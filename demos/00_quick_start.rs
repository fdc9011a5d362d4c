/// quick start - default mortgage, then a custom one
use mortgage_calc_rs::{Decimal, Money, MortgageCalculator, Rate, TermPreset};

fn main() -> Result<(), Box<dyn std::error::Error>> {
    // $100,000 over 30 years at 3.5%
    let mut calc = MortgageCalculator::new();
    println!("monthly: {}", calc.formatted_monthly_payment()?);
    println!("total:   {}", calc.formatted_total_payment()?);

    // $250,000 over 15 years at 4.25%
    calc.set_amount(Money::from_major(250_000));
    calc.set_term(TermPreset::FifteenYears);
    calc.set_rate(Rate::from_percentage(Decimal::new(425, 2)));

    println!("{}", calc.json()?);

    Ok(())
}
use thiserror::Error;

#[derive(Error, Debug)]
pub enum MortgageError {
    #[error("invalid term: {years} years gives no monthly payments")]
    InvalidTerm {
        years: u32,
    },

    #[error("calculation overflow: {message}")]
    Overflow {
        message: String,
    },

    #[error("invalid configuration: {message}")]
    InvalidConfiguration {
        message: String,
    },

    #[error("json error: {0}")]
    Json(#[from] serde_json::Error),
}

pub type Result<T> = std::result::Result<T, MortgageError>;
use anyhow::Result;
use clap::{Arg, ArgAction, Command, value_parser};
use empty_bucket_finder::{Config, find_empty_s3_buckets, set_up_logger};
use log::debug;

#[derive(Debug)]
struct Args {
    verbose: bool,
    region: Option<String>,
    max_age_days: i64,
}

fn parse_args() -> Args {
    let matches = Command::new("empty-bucket-finder")
        .version("0.1")
        .author("Jacob Luszcz")
        .arg(
            Arg::new("verbose")
                .short('v')
                .long("verbose")
                .action(ArgAction::SetTrue)
                .help("Verbose mode. Outputs DEBUG and higher log messages."),
        )
        .arg(
            Arg::new("region")
                .short('r')
                .long("region")
                .env("AWS_REGION")
                .help("AWS region to list buckets from."),
        )
        .arg(
            Arg::new("max-age-days")
                .long("max-age-days")
                .value_parser(value_parser!(i64).range(0..))
                .help("Only buckets created more than this many days ago are checked. Defaults to 30."),
        )
        .get_matches();

    let verbose = matches.get_flag("verbose");
    let region = matches.get_one::<String>("region").cloned();
    let max_age_days = matches
        .get_one::<i64>("max-age-days")
        .copied()
        .unwrap_or(Config::default().max_age_days);

    Args {
        verbose,
        region,
        max_age_days,
    }
}

#[tokio::main]
async fn main() -> Result<()> {
    let args = parse_args();
    set_up_logger(module_path!(), args.verbose);
    debug!("{:?}", args);

    let config = Config {
        max_age_days: args.max_age_days,
        ..Config::default()
    };

    let response = find_empty_s3_buckets(args.region, &config).await?;
    println!("{}", serde_json::to_string_pretty(&response)?);

    Ok(())
}
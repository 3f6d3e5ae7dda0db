use empty_bucket_finder::{Config, find_empty_s3_buckets, set_up_logger};
use lambda_runtime::{LambdaEvent, service_fn};
use serde_json::Value;
use std::error::Error;

type LambdaError = Box<dyn Error + Send + Sync + 'static>;

#[tokio::main]
async fn main() -> Result<(), LambdaError> {
    let func = service_fn(function);
    lambda_runtime::run(func).await?;
    Ok(())
}

async fn function(_event: LambdaEvent<Value>) -> Result<Value, LambdaError> {
    set_up_logger(module_path!(), false);

    let response = find_empty_s3_buckets(None, &Config::default()).await?;

    Ok(serde_json::to_value(response)?)
}
use anyhow::{Context, Result, anyhow};
use aws_config::ConfigLoader;
use aws_config::retry::RetryConfig;
use aws_sdk_s3::Client;
use aws_sdk_s3::config::Region;
use aws_sdk_s3::primitives::DateTime as SdkDateTime;
use aws_sdk_s3::types::Bucket as SdkBucket;
use chrono::{DateTime, Duration, Utc};
use log::{LevelFilter, debug, info, trace, warn};
use serde::Serialize;

pub const APP_NAME: &str = "empty_bucket_finder";

const STATUS_OK: u16 = 200;

#[derive(Debug, Clone)]
pub struct Config {
    /// Buckets created at or after `now - max_age_days` are never probed.
    pub max_age_days: i64,
    /// Upper bound on objects requested per probe.
    pub probe_max_keys: i32,
}

impl Default for Config {
    fn default() -> Self {
        Self {
            max_age_days: 30,
            probe_max_keys: 1,
        }
    }
}

impl Config {
    fn validate(&self) -> Result<()> {
        if self.max_age_days < 0 {
            return Err(anyhow!("Invalid max age: {} days", self.max_age_days));
        }
        if self.probe_max_keys < 1 {
            return Err(anyhow!(
                "Invalid probe size: {} key(s)",
                self.probe_max_keys
            ));
        }
        Ok(())
    }

    fn cutoff(&self, now: DateTime<Utc>) -> Result<DateTime<Utc>> {
        let max_age = Duration::try_days(self.max_age_days)
            .ok_or_else(|| anyhow!("Failed to create duration for {} days", self.max_age_days))?;

        now.checked_sub_signed(max_age)
            .ok_or_else(|| anyhow!("Cutoff for {} days before {now} is out of range", self.max_age_days))
    }
}

#[derive(Debug, Clone, PartialEq, Eq)]
pub struct Bucket {
    pub name: String,
    pub creation_date: DateTime<Utc>,
    /// Region the bucket lives in, when the listing reports it.
    pub region: Option<String>,
}

/// One page of buckets as returned by the provider.
#[derive(Debug, Clone, Default)]
pub struct BucketListing {
    pub buckets: Vec<Bucket>,
    /// Set when the provider reported further pages that were not fetched.
    pub truncated: bool,
}

#[derive(Debug)]
pub enum ProbeOutcome {
    Empty,
    NotEmpty,
    Failed(anyhow::Error),
}

/// The two storage calls the finder needs.
#[allow(async_fn_in_trait)]
pub trait StorageProvider {
    async fn list_buckets(&self) -> Result<BucketListing>;

    /// Returns how many objects came back when asking for at most `max_keys`.
    async fn count_objects(&self, bucket: &Bucket, max_keys: i32) -> Result<usize>;
}

#[derive(Debug, Clone, PartialEq, Eq, Serialize)]
#[serde(rename_all = "camelCase")]
pub struct EmptyBucketsResponse {
    pub status_code: u16,
    pub empty_buckets: Vec<String>,
}

impl EmptyBucketsResponse {
    fn ok(empty_buckets: Vec<String>) -> Self {
        Self {
            status_code: STATUS_OK,
            empty_buckets,
        }
    }
}

pub fn set_up_logger(calling_module: &'static str, verbose: bool) {
    let level = if verbose {
        LevelFilter::Debug
    } else {
        LevelFilter::Info
    };

    let result = fern::Dispatch::new()
        .format(|out, message, record| {
            out.finish(format_args!(
                "[{}] [{}] {}",
                record.level(),
                record.target(),
                message
            ))
        })
        .level(LevelFilter::Warn)
        .level_for(APP_NAME, level)
        .level_for(calling_module, level)
        .chain(std::io::stdout())
        .apply();

    // Warm Lambda invocations reuse the process, so the logger may already be set
    if let Err(e) = result {
        trace!("Logger already initialized: {e}");
    }
}

fn to_utc(date_time: &SdkDateTime) -> Result<DateTime<Utc>> {
    DateTime::<Utc>::from_timestamp(date_time.secs(), date_time.subsec_nanos())
        .ok_or_else(|| anyhow!("Failed to parse timestamp: {}", date_time))
}

fn bucket_from_sdk(bucket: &SdkBucket) -> Result<Bucket> {
    let name = bucket
        .name()
        .ok_or_else(|| anyhow!("Bucket is missing a name"))?;

    let creation_date = bucket
        .creation_date()
        .ok_or_else(|| anyhow!("Bucket {} is missing a creation date", name))?;

    let creation_date = to_utc(creation_date)
        .with_context(|| format!("Failed to parse creation date for bucket: {}", name))?;

    Ok(Bucket {
        name: name.to_string(),
        creation_date,
        region: bucket.bucket_region().map(str::to_string),
    })
}

pub struct S3Storage {
    client: Client,
}

impl S3Storage {
    pub fn new(client: Client) -> Self {
        Self { client }
    }

    pub async fn from_env(region: Option<String>) -> Self {
        let mut aws_config = ConfigLoader::default();
        if let Some(region) = region {
            aws_config = aws_config.region(Region::new(region));
        }

        let aws_config = aws_config
            .retry_config(RetryConfig::standard())
            .load()
            .await;

        Self::new(Client::new(&aws_config))
    }
}

impl StorageProvider for S3Storage {
    async fn list_buckets(&self) -> Result<BucketListing> {
        trace!("Listing buckets");

        let list_output = self
            .client
            .list_buckets()
            .send()
            .await
            .context("Failed to list buckets")?;

        let mut buckets = Vec::new();
        for bucket in list_output.buckets() {
            match bucket_from_sdk(bucket) {
                Ok(bucket) => buckets.push(bucket),
                Err(e) => warn!("Skipping bucket: {e}"),
            }
        }

        Ok(BucketListing {
            buckets,
            truncated: list_output.continuation_token().is_some(),
        })
    }

    async fn count_objects(&self, bucket: &Bucket, max_keys: i32) -> Result<usize> {
        let bucket_name = &bucket.name;
        trace!(
            "Listing up to {max_keys} object(s) in {bucket_name} (region={:?})",
            bucket.region
        );

        let request = self
            .client
            .list_objects_v2()
            .bucket(bucket_name)
            .max_keys(max_keys);

        // S3 answers requests sent to the wrong region with a redirect the SDK does not follow
        let list_output = match &bucket.region {
            Some(region) => {
                request
                    .customize()
                    .config_override(
                        aws_sdk_s3::config::Builder::default().region(Region::new(region.clone())),
                    )
                    .send()
                    .await
            }
            None => request.send().await,
        }
        .with_context(|| format!("Failed to list objects in bucket: {}", bucket_name))?;

        Ok(list_output.contents().len())
    }
}

async fn probe_bucket<P: StorageProvider>(
    provider: &P,
    bucket: &Bucket,
    max_keys: i32,
) -> ProbeOutcome {
    match provider.count_objects(bucket, max_keys).await {
        Ok(0) => ProbeOutcome::Empty,
        Ok(_) => ProbeOutcome::NotEmpty,
        Err(e) => ProbeOutcome::Failed(e),
    }
}

/// Reports buckets created before `now - config.max_age_days` that hold no objects.
///
/// Probe failures exclude the bucket and never abort the pass. A failure to list
/// buckets is returned as an error.
pub async fn find_empty_buckets<P: StorageProvider>(
    provider: &P,
    now: DateTime<Utc>,
    config: &Config,
) -> Result<EmptyBucketsResponse> {
    config.validate()?;
    let cutoff = config.cutoff(now)?;

    let listing = provider.list_buckets().await?;
    if listing.truncated {
        warn!(
            "Bucket listing has more pages; only the first {} bucket(s) are checked",
            listing.buckets.len()
        );
    }

    let bucket_ct = listing.buckets.len();
    let mut old_ct = 0;
    let mut failed_ct = 0;
    let mut empty_buckets = Vec::new();

    for bucket in listing.buckets {
        if bucket.creation_date >= cutoff {
            debug!(
                "Ignoring {} (creation date {} >= {cutoff})",
                bucket.name, bucket.creation_date
            );
            continue;
        }

        old_ct += 1;
        match probe_bucket(provider, &bucket, config.probe_max_keys).await {
            ProbeOutcome::Empty => {
                debug!("{} is empty (creation date {})", bucket.name, bucket.creation_date);
                empty_buckets.push(bucket.name);
            }
            ProbeOutcome::NotEmpty => debug!("{} has objects", bucket.name),
            ProbeOutcome::Failed(e) => {
                failed_ct += 1;
                debug!("Skipping {}: {e:#}", bucket.name);
            }
        }
    }

    info!(
        "Found {} empty bucket(s) out of {old_ct} created before {cutoff} ({bucket_ct} listed, {failed_ct} probe failure(s))",
        empty_buckets.len()
    );

    Ok(EmptyBucketsResponse::ok(empty_buckets))
}

pub async fn find_empty_s3_buckets(
    region: Option<String>,
    config: &Config,
) -> Result<EmptyBucketsResponse> {
    let storage = S3Storage::from_env(region).await;
    find_empty_buckets(&storage, Utc::now(), config).await
}
//! Page handlers
//!
//! Pages read the locale resolved by `locale_middleware`. The language picker
//! posts back to the page it is rendered on, which the middleware turns into a
//! cookie and a redirect.

use axum::{
    Json,
    extract::OriginalUri,
    http::StatusCode,
    response::{Html, IntoResponse},
};
use serde::Serialize;
use utoipa::ToSchema;

use crate::models::Locale;
use crate::utils::UiStrings;

#[derive(Debug, Serialize, ToSchema)]
pub struct LanguageOption {
    pub code: Locale,
    pub name: String,
}

#[derive(Debug, Serialize, ToSchema)]
pub struct I18nResponse {
    pub lang: Locale,
    pub languages: Vec<LanguageOption>,
    pub ui: UiStrings,
}

/// GET /
pub async fn index(locale: Locale, OriginalUri(uri): OriginalUri) -> Html<String> {
    let ui = UiStrings::for_locale(locale);
    Html(render_index(locale, &ui, uri.path()))
}

/// GET /i18n - UI strings of the active locale for client-side scripts
pub async fn i18n_table(locale: Locale) -> Json<I18nResponse> {
    let languages = Locale::ALL
        .iter()
        .map(|l| LanguageOption { code: *l, name: l.display_name().to_string() })
        .collect();

    Json(I18nResponse { lang: locale, languages, ui: UiStrings::for_locale(locale) })
}

/// Fallback when static files are disabled
pub async fn not_found() -> impl IntoResponse {
    (StatusCode::NOT_FOUND, "Not Found")
}

fn render_index(locale: Locale, ui: &UiStrings, action: &str) -> String {
    let options: String = Locale::ALL
        .iter()
        .map(|l| {
            format!(
                r#"<option value="{code}"{selected}>{name}</option>"#,
                code = l.as_str(),
                selected = if *l == locale { " selected" } else { "" },
                name = l.display_name(),
            )
        })
        .collect();

    format!(
        r#"<!doctype html>
<html lang="{lang}">
<head>
<meta charset="utf-8">
<title>{title}</title>
</head>
<body>
<nav>
<a href="/">{home}</a>
<a href="/generator">{generator}</a>
<a href="/gallery">{gallery}</a>
<form method="post" action="{action}">
<label>{language} <select name="language">{options}</select></label>
<button type="submit">OK</button>
</form>
</nav>
<main>
<h1>{title}</h1>
<p>{description}</p>
<a href="/generator">{button}</a>
</main>
</body>
</html>
"#,
        lang = locale.as_str(),
        title = escape_html(&ui.index.title),
        home = escape_html(&ui.nav.home),
        generator = escape_html(&ui.nav.generator),
        gallery = escape_html(&ui.nav.gallery),
        action = escape_html(action),
        language = escape_html(&ui.nav.language),
        options = options,
        description = escape_html(&ui.index.description),
        button = escape_html(&ui.index.button),
    )
}

fn escape_html(text: &str) -> String {
    let mut out = String::with_capacity(text.len());
    for c in text.chars() {
        match c {
            '&' => out.push_str("&amp;"),
            '<' => out.push_str("&lt;"),
            '>' => out.push_str("&gt;"),
            '"' => out.push_str("&quot;"),
            '\'' => out.push_str("&#39;"),
            _ => out.push(c),
        }
    }
    out
}

#[cfg(test)]
mod tests {
    use super::*;

    #[test]
    fn test_render_index_in_french() {
        let html = render_index(Locale::Fr, &UiStrings::for_locale(Locale::Fr), "/");
        assert!(html.contains(r#"<html lang="fr">"#));
        assert!(html.contains("Bienvenue sur le générateur SVG"));
        assert!(html.contains(r#"<option value="fr" selected>"#));
        assert!(html.contains("d&#39;invites"));
    }

    #[test]
    fn test_escape_html() {
        assert_eq!(escape_html(r#"<a href="x">&'"#), "&lt;a href=&quot;x&quot;&gt;&amp;&#39;");
    }
}
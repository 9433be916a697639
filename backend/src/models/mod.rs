pub mod locale;
pub mod svg;

pub use locale::Locale;
pub use svg::*;
use serde::{Deserialize, Serialize};
use serde_json::{Map, Value};
use utoipa::{IntoParams, ToSchema};
use validator::Validate;

use crate::services::llm::{ChatMessage, Role};

// ============================================================================
// Generation
// ============================================================================

/// Prompt accepted by `POST /api/generateSVG`: a chat transcript or a bare string.
/// Transcript entries are not validated and reach the provider as sent.
#[derive(Debug, Clone, Deserialize)]
#[serde(untagged)]
pub enum Prompt {
    Messages(Vec<Value>),
    Text(String),
}

impl Prompt {
    pub fn into_messages(self) -> Vec<Value> {
        match self {
            Prompt::Messages(messages) => messages,
            Prompt::Text(text) => vec![ChatMessage::new(Role::User, text).into()],
        }
    }
}

#[derive(Debug, Deserialize, ToSchema)]
pub struct GenerateFormattedRequest {
    pub prompt: String,
}

/// Reply of the message-array endpoint: the model message as returned upstream
#[derive(Debug, Serialize, ToSchema)]
pub struct GenerateSvgResponse {
    #[schema(value_type = Object)]
    pub svg: Value,
}

#[derive(Debug, Serialize, ToSchema)]
pub struct GenerateFormattedResponse {
    pub svg: String,
}

/// Shape the model is instructed to answer with on the structured endpoint.
/// Either field may be missing or null in a reply.
#[derive(Debug, Clone, Default, Serialize, Deserialize, ToSchema)]
pub struct SvgOutput {
    pub message: Option<String>,
    #[serde(rename = "SVGCode")]
    pub svg_code: Option<String>,
}

#[derive(Debug, Serialize, ToSchema)]
pub struct ErrorResponse {
    pub error: String,
}

// ============================================================================
// Persistence
// ============================================================================

#[derive(Debug, Serialize, PartialEq, ToSchema)]
pub struct SaveSvgResponse {
    pub success: bool,
    #[serde(skip_serializing_if = "Option::is_none")]
    pub id: Option<String>,
    #[serde(skip_serializing_if = "Option::is_none")]
    pub error: Option<String>,
}

impl SaveSvgResponse {
    pub fn saved(id: impl Into<String>) -> Self {
        Self { success: true, id: Some(id.into()), error: None }
    }

    pub fn failed(error: impl Into<String>) -> Self {
        Self { success: false, id: None, error: Some(error.into()) }
    }
}

/// One document of the SVG collection. Everything besides `id` is kept verbatim.
#[derive(Debug, Clone, PartialEq, Serialize, Deserialize)]
pub struct SvgRecord {
    pub id: String,
    #[serde(flatten)]
    pub fields: Map<String, Value>,
}

#[derive(Debug, Clone, Serialize, Deserialize)]
#[serde(rename_all = "camelCase")]
pub struct RecordPage {
    pub page: u32,
    pub per_page: u32,
    pub total_items: i64,
    pub total_pages: i64,
    pub items: Vec<SvgRecord>,
}

fn default_page() -> u32 {
    1
}

fn default_per_page() -> u32 {
    30
}

#[derive(Debug, Deserialize, Validate, IntoParams)]
#[into_params(parameter_in = Query)]
pub struct ListSvgQuery {
    #[serde(default = "default_page")]
    #[validate(range(min = 1))]
    pub page: u32,
    #[serde(default = "default_per_page")]
    #[validate(range(min = 1, max = 200))]
    pub per_page: u32,
}

#[derive(Debug, Serialize, ToSchema)]
pub struct HealthResponse {
    pub status: String,
    pub version: String,
}

#[cfg(test)]
mod tests {
    use super::*;
    use serde_json::json;

    #[test]
    fn test_prompt_keeps_transcript_verbatim() {
        let transcript = json!([
            {"role": "user", "content": "a red circle"},
            {"role": "assistant", "content": null, "refusal": "no"},
            {"role": "tool", "tool_call_id": "t1", "content": [{"type": "text", "text": "ok"}]}
        ]);
        let prompt: Prompt = serde_json::from_value(transcript.clone()).unwrap();
        assert_eq!(Value::Array(prompt.into_messages()), transcript);
    }

    #[test]
    fn test_prompt_accepts_plain_string() {
        let prompt: Prompt = serde_json::from_value(json!("a blue square")).unwrap();
        assert_eq!(prompt.into_messages(), vec![json!({"role": "user", "content": "a blue square"})]);
    }

    #[test]
    fn test_prompt_rejects_other_shapes() {
        assert!(serde_json::from_value::<Prompt>(json!({"prompt": "x"})).is_err());
        assert!(serde_json::from_value::<Prompt>(json!(42)).is_err());
    }

    #[test]
    fn test_save_response_shapes() {
        assert_eq!(
            serde_json::to_value(SaveSvgResponse::saved("abc123")).unwrap(),
            json!({"success": true, "id": "abc123"})
        );
        assert_eq!(
            serde_json::to_value(SaveSvgResponse::failed("boom")).unwrap(),
            json!({"success": false, "error": "boom"})
        );
    }

    #[test]
    fn test_record_keeps_unknown_fields() {
        let record: SvgRecord = serde_json::from_value(json!({
            "id": "r1",
            "collectionName": "svg",
            "prompt": "cat",
            "code": "<svg/>"
        }))
        .unwrap();
        assert_eq!(record.id, "r1");
        assert_eq!(record.fields["prompt"], "cat");
        assert_eq!(serde_json::to_value(&record).unwrap()["code"], "<svg/>");
    }

    #[test]
    fn test_list_query_bounds() {
        let ok = ListSvgQuery { page: 1, per_page: 30 };
        assert!(ok.validate().is_ok());
        let zero_page = ListSvgQuery { page: 0, per_page: 30 };
        assert!(zero_page.validate().is_err());
        let too_many = ListSvgQuery { page: 1, per_page: 500 };
        assert!(too_many.validate().is_err());
    }
}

WHAT TO PRODUCE
Show, from the material above, each line that includes the string "static".

SOLUTION TO THIS TASK
type LambdaError = Box<dyn Error + Send + Sync + 'static>;
pub fn set_up_logger(calling_module: &'static str, verbose: bool) {
/// Fallback when static files are disabled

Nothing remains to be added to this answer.